**Brief:** State only how many lines below include the word "every".

**Excerpted records:**

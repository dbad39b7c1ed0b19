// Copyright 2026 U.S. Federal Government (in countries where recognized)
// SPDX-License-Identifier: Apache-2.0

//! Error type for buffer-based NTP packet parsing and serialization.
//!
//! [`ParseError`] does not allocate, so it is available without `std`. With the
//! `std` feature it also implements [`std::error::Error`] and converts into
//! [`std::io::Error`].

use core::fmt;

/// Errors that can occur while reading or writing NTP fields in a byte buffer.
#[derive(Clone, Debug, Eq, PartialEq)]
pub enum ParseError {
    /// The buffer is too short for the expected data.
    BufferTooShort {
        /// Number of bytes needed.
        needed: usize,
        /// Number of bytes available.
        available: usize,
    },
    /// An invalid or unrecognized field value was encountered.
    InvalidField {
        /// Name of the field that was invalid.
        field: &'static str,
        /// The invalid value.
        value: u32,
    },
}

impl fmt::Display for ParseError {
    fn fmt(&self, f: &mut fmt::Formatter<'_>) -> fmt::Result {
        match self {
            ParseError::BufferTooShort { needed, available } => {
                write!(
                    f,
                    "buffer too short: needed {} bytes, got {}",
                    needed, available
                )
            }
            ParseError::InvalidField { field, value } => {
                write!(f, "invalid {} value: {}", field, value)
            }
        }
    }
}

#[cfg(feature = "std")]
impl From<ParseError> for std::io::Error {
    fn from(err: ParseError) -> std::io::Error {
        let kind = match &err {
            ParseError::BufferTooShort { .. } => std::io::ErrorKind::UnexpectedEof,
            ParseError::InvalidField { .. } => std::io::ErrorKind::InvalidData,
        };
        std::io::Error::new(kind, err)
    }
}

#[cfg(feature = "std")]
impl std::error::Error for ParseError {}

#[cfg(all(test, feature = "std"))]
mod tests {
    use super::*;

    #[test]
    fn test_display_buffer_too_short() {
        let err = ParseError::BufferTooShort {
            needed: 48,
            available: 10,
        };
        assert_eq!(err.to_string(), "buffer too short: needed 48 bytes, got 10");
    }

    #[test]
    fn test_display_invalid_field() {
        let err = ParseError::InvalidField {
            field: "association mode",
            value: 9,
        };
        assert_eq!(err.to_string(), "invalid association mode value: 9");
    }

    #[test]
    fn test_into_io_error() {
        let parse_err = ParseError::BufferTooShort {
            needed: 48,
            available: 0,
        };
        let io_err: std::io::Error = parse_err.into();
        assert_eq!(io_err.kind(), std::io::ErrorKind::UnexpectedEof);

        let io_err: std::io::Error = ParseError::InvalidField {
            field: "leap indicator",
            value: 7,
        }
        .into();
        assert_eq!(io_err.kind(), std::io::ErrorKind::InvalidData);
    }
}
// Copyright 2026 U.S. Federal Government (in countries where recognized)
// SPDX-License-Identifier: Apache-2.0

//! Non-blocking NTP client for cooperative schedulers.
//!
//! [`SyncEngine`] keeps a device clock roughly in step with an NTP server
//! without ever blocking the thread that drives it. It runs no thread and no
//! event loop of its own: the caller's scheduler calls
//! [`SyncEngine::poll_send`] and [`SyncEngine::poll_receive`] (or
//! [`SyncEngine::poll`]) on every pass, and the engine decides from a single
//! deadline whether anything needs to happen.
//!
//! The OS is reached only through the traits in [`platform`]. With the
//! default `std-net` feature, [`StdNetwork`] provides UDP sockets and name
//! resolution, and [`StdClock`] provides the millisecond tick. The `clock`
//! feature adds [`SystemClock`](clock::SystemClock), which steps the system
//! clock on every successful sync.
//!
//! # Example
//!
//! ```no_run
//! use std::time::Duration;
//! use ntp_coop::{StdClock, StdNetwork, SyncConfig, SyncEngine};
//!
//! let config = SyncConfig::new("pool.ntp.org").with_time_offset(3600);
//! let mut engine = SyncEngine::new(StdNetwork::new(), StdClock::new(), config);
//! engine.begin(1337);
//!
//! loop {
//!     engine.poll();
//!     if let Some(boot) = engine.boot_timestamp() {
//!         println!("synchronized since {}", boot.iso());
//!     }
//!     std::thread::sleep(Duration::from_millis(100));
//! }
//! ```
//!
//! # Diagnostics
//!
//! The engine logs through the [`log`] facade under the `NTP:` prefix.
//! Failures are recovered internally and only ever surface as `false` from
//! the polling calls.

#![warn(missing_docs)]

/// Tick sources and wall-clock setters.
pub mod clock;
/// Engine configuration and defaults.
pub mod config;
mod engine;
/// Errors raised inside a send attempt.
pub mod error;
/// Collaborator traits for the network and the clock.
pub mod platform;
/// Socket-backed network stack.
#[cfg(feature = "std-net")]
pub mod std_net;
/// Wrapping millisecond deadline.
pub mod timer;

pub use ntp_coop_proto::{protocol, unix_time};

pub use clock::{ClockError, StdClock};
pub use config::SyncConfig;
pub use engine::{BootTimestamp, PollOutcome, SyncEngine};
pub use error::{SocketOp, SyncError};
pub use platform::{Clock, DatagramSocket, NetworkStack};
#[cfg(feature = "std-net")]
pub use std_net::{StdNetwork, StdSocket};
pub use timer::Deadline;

**Answer to the exercise:** 2